Then Jacob awoke from his sleep and said, “Surely the LORD is in this place, and I did not know it.” (Genesis 28:16)
Jacob’s journey has a lot to do with that of the Christians’. He was not the firstborn, the one who would naturally inherit the blessing. But when he was born, he grasped his twin brother’s heel. For that reason he is called “deceiver” by many, which is a mistake. Jacob was nobler than his brother and won the highly privileged place of patriarch of the chosen people and ancestor of our Lord and Savior Jesus Christ. Examining the Scriptures with the help of the Holy Spirit, we find that the events in the life of that man have to do with God’s will. The elder would have to serve the younger.
The achievement of blessing – He who is carnal will always lose, because the carnal mind is death. Esau did not care what God wanted. The Bible says that he was a man of the field – a cunning hunter but crude. Jacob, very much unlike his brother, who lived in tents in a quiet, contemplative yet simple way, interested in spiritual things. He was a person who waited on God. Those who wait on the Lord always win.
Esau took two Hittite women as wives and they became a grief of mind to his parents. Jacob decided to wait on God. One day Esau came in from the field and he was hungry. He saw that Jacob had cooked a stew of lentils. He then asked his brother to let him eat of that stew. Jacob negotiated and got Esau to sell him his birthright in exchange for that delicacy. Later on, Rebekah, their mother, forced Jacob to take possession of what he had lawfully obtained, making him dress up with Esau’s clothes to receive the blessing from his father Isaac. I’ve heard famous people say he stole the blessing from his brother or deceived him. I disagree because Isaac himself said to Esau: “Your brother came with deceit and has taken away your blessing” (Gen. 27:35).

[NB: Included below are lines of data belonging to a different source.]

//! Fixtures shared by the unit tests of this crate.

use std::collections::HashMap;
use std::sync::Arc;

use engine_component::{Component, ComponentLibrary, ComponentMetadata, FieldMetadata, Prefab};
use engine_world::World;

use crate::id_table::ComponentIdTable;
use crate::serializer::PackedEntitySerializer;

#[derive(Debug, Clone, Default, PartialEq)]
pub struct Alpha {
    pub f0: i64,
    pub f1: String,
}

impl Component for Alpha {
    fn type_name() -> &'static str {
        "Alpha"
    }
}

#[derive(Debug, Clone, Default, PartialEq)]
pub struct Beta {
    pub f0: bool,
}

impl Component for Beta {
    fn type_name() -> &'static str {
        "Beta"
    }
}

#[derive(Debug, Clone, Default, PartialEq)]
pub struct Counter {
    pub f0: i64,
    pub f1: i64,
}

impl Component for Counter {
    fn type_name() -> &'static str {
        "Counter"
    }
}

/// `None` serialises to null.
#[derive(Debug, Clone, Default, PartialEq)]
pub struct Note {
    pub text: Option<String>,
    pub pinned: bool,
}

impl Component for Note {
    fn type_name() -> &'static str {
        "Note"
    }
}

/// Not persisted; `shared` is replicated, `local` is not.
#[derive(Debug, Clone, Default, PartialEq)]
pub struct Session {
    pub shared: u32,
    pub local: u32,
}

impl Component for Session {
    fn type_name() -> &'static str {
        "Session"
    }
}

/// 256 fields, one more than a record can hold.
#[derive(Debug, Clone, PartialEq)]
pub struct Wide(pub Vec<i32>);

pub const WIDE_FIELDS: usize = 256;

impl Default for Wide {
    fn default() -> Self {
        Self(vec![0; WIDE_FIELDS])
    }
}

impl Component for Wide {
    fn type_name() -> &'static str {
        "Wide"
    }
}

/// Registered, but given no id in [`id_table`].
#[derive(Debug, Clone, Default, PartialEq)]
pub struct Unmapped {
    pub value: i32,
}

impl Component for Unmapped {
    fn type_name() -> &'static str {
        "Unmapped"
    }
}

/// Not registered at all.
#[derive(Debug, Clone, Default, PartialEq)]
pub struct Stray;

impl Component for Stray {
    fn type_name() -> &'static str {
        "Stray"
    }
}

/// `links` cannot be written once it has entries: JSON keys must be strings.
#[derive(Debug, Clone, Default, PartialEq)]
pub struct Faulty {
    pub links: HashMap<(u8, u8), u8>,
}

impl Component for Faulty {
    fn type_name() -> &'static str {
        "Faulty"
    }
}

pub const ALPHA: u32 = 1;
pub const BETA: u32 = 2;
pub const COUNTER: u32 = 3;
pub const NOTE: u32 = 4;
pub const SESSION: u32 = 5;
pub const WIDE: u32 = 6;
pub const FAULTY: u32 = 7;

pub const PREFAB: &str = "p:example";
pub const EXTRAS: &str = "p:extras";

fn wide_metadata() -> ComponentMetadata {
    let mut builder = ComponentMetadata::builder::<Wide>();
    for index in 0..WIDE_FIELDS {
        let id = u8::try_from(index).unwrap();
        let name: &'static str = Box::leak(format!("f{index}").into_boxed_str());
        builder = builder.with_field(FieldMetadata::with_accessors::<Wide, i32, _, _>(
            id,
            name,
            move |wide: &Wide| &wide.0[index],
            move |wide: &mut Wide| &mut wide.0[index],
        ));
    }
    builder.build().unwrap()
}

pub fn library() -> ComponentLibrary {
    let mut library = ComponentLibrary::new();
    let all = [
        ComponentMetadata::builder::<Alpha>()
            .replicated()
            .replicated_field(0, "f0", |a| &a.f0, |a| &mut a.f0)
            .field(1, "f1", |a| &a.f1, |a| &mut a.f1)
            .build(),
        ComponentMetadata::builder::<Beta>()
            .replicated()
            .replicated_field(0, "f0", |b| &b.f0, |b| &mut b.f0)
            .build(),
        ComponentMetadata::builder::<Counter>()
            .field(0, "f0", |c| &c.f0, |c| &mut c.f0)
            .field(1, "f1", |c| &c.f1, |c| &mut c.f1)
            .build(),
        ComponentMetadata::builder::<Note>()
            .field(0, "text", |n| &n.text, |n| &mut n.text)
            .field(1, "pinned", |n| &n.pinned, |n| &mut n.pinned)
            .build(),
        ComponentMetadata::builder::<Session>()
            .not_persisted()
            .replicated()
            .replicated_field(0, "shared", |s| &s.shared, |s| &mut s.shared)
            .field(1, "local", |s| &s.local, |s| &mut s.local)
            .build(),
        Ok(wide_metadata()),
        ComponentMetadata::builder::<Unmapped>()
            .field(0, "value", |u| &u.value, |u| &mut u.value)
            .build(),
        ComponentMetadata::builder::<Faulty>()
            .field(0, "links", |f| &f.links, |f| &mut f.links)
            .build(),
    ];
    for metadata in all {
        library.register(metadata.unwrap()).unwrap();
    }
    library
}

pub fn id_table() -> ComponentIdTable {
    ComponentIdTable::try_from_pairs([
        (Alpha::component_type_id(), ALPHA),
        (Beta::component_type_id(), BETA),
        (Counter::component_type_id(), COUNTER),
        (Note::component_type_id(), NOTE),
        (Session::component_type_id(), SESSION),
        (Wide::component_type_id(), WIDE),
        (Faulty::component_type_id(), FAULTY),
    ])
    .unwrap()
}

/// A world with [`PREFAB`] = `{Counter{1, 1}, Beta{true}}` and
/// [`EXTRAS`] = `{Note{"memo", false}, Faulty{}, Beta{false}}`.
pub fn world() -> World {
    let mut world = World::new();
    world.register_prefab(
        Prefab::new(PREFAB)
            .with(Counter { f0: 1, f1: 1 })
            .with(Beta { f0: true }),
    );
    world.register_prefab(
        Prefab::new(EXTRAS)
            .with(Note {
                text: Some("memo".into()),
                pinned: false,
            })
            .with(Faulty::default())
            .with(Beta { f0: false }),
    );
    world
}

pub fn serializer() -> PackedEntitySerializer<World> {
    let serializer = PackedEntitySerializer::new(world(), Arc::new(library()));
    serializer.set_id_mapping(id_table());
    serializer
}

The importance of obedience – One day, Isaac told Jacob to go to the land of his mother’s family, where he should get a wife (Genesis 28:2) and he promptly obeyed. Obedience is one of the basic requirements for anyone who wants to please God; there is a great reward in it. The guidance of the Lord should be obeyed and never neglected, or even questioned. As he walked toward Padan Aram, where he had been sent by his father, Jacob had an encounter with the Lord God that changed his life. The Lord promised He would accompany him and turn him into a blessed person, as He did to his father Isaac, and Abraham, his grandfather.
The right decision – During his journey, Jacob arrived at a certain place. It was dusk. He stopped, picked a stone to use it as a pillow and there he laid his head. When he fell asleep, he dreamed of a ladder uniting heaven and earth, on which the angels of God were ascending and descending (Genesis 28:12).
As I said, Jacob’s journey typifies our own. While it is daytime, we must walk; i.e. while the Word is being revealed to us it is necessary to move on, to make decisions. But when night falls (the revelations cease), you must stop and not take one more step; i.e. we should not make decisions until the sun (Word) shines again (reveals itself). The natural life is very similar to the spiritual life.
He chose a stone that most pleased him and used it as a pillow. This teaches us that we must choose one of the promises He has made to us and put our faith on it. While Jacob slept, the Lord God gave him a revelation and the promises He had made to his parents. When he woke up, he took that stone and poured oil on it and set it up as a pillar of God’s house. This fact shows us a beautiful lesson: we must take possession of the Lord God’s promises to us, pour our anointing over it and set it up as our platform of life and pillar of our ministry.
In 1984, after suffering from a cold or allergic rhinitis for two years, the Lord allowed me to get to know, through the reading of the book The Name of Jesus, by Kenneth Hagin, the doctrine of real faith, which I call ordaining. That revelation lit up my heart and opened my understanding to two passages that I knew by heart, but I had never quite understood them. The first is in John 14:13, which reads: “And whatever you ask in My name, that I will do, that the Father may be glorified in the Son”. In the blink of an eye, I saw where I was going wrong. Hagin wrote that the word “ask” had been mistranslated. This verb, in Greek, means to demand, to determine. From then on I knew I would no longer need to ask for my healing, but rather determine it, or demand it.
The second passage is found in Mark 11:22-23: So Jesus answered and said to them, “Have faith in God. For assuredly, I say to you, whoever says to this mountain, ‘Be removed and be cast into the sea,’ and does not doubt in his heart, but believes that those things he says will be done, he will have whatever he says. All I had to do was to follow the guidelines. That’s what I did.
It would be insane of me if I despised the stone (revelation) and prayed for the Lord to give me a new revelation. That stone, which the Lord had given me, was like opening the gates of heaven. By doing what I had learned, my cold completely ceased. All I did was to pour my anointing (my understanding) on the stone. Since then, this “small door”, which is the revelation, has helped me enter into His gate (Psalm 100), which is the Lord Jesus, and take possession of everything that belongs to me in Christ. Our encounter with God occurs in the revelation of the Word that He allows us to have. It is in the revelation of His Word that the Lord is.